Yellow Blooms That Add Cheer During the Winter

Yellow Blooms That Add Cheer During the Winter

Winter Blooming Flowers

I'm lucky, in some ways, that I live in Florida where birds sing and flowers bloom year round. I have, however, visited the northern areas of the United States on several occasions during winter. When ever I spent too much time in the snow I missed the greenery of Florida. This fact lead me to want to find out if any flowers grew wild up north during winter. After clicking through a couple of “Google” pages I found one that does grow up north, even in the southern region of Canada.

The Winter Aconite (Eranthis hyemali) grows in USDA plant zones three through seven. This means that even those who live as far north as Canada can enjoy this wonderful yellow flowering plant with deep green leaves. The Winter Aconite is known to bloom in February but the majority of plants flower during March, at the very beginning of spring. I have heard it reported that some gardeners and observers of this plant, that is relating to buttercups, see the yellow buds begin to grow beneath the snow.
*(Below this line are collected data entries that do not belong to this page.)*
//! # Stacker Protocol
//!
//! 机器人消息总线的数据定义（无硬件依赖、无线程依赖）
//!
//! ## 模块
//!
//! - `mode`: 机器人运行模式（Disabled/Autonomous/Teleoperated/Test/Unknown）
//! - `command`: 按子系统划分的命令类型（每个变体自带参数）
//! - `message`: 消息、应答通道与应答结果
//!
//! ## 类型安全
//!
//! 每个命令族是独立的枚举，参数直接挂在变体上，
//! 因此"命令与参数形状不匹配"在编译期就无法表达。

pub mod command;
pub mod message;
pub mod mode;

pub use command::*;
pub use message::{FailureReason, Message, Outcome, ReplyTo, Response};
pub use mode::{AtomicRobotMode, RobotMode};

use thiserror::Error;

/// 协议层错误类型
#[derive(Error, Debug, Clone, PartialEq, Eq)]
pub enum ProtocolError {
    /// 无效的模式编码
    #[error("Invalid robot mode value: {value}")]
    InvalidMode { value: u8 },

    /// 应答接收端已关闭（调用方已放弃等待）
    #[error("Reply receiver dropped")]
    ReplyDropped,
}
Winter Anconite grows wild in locations throughout Europe where it mixes with buttercups and daisies, depending on the specific location, according to This website reported seeing blooms appear at Christmas in parts of Italy. Which means that, given a somewhat warmer climate, the plant can produce buds when other flowers couldn't survive the temperatures typically seen in the middle of December.


Gardeners from USDA plant zones three through seven can plant Winter Anconite in full sun to partial shade. The Missouri Botanical Garden website recommends planting in soil well-drained, partially moist organic soil. Find a spot where the plant will enjoy full sun while the flowers bloom and will sit in the shade once the trees regain their leaves during the spring. The flowering plant needs an adequate amount of moisture throughout the year. Wet down the tubers the night before you plant them. Place them in the ground 2 to 3 inches deep and 3 inches apart during the planting season of late summer to early fall.


One of the key facts I've heard about the Winter Anconite is that you don't need to pay it much attention once it's in the ground. These plants are hardy and can do very when left alone.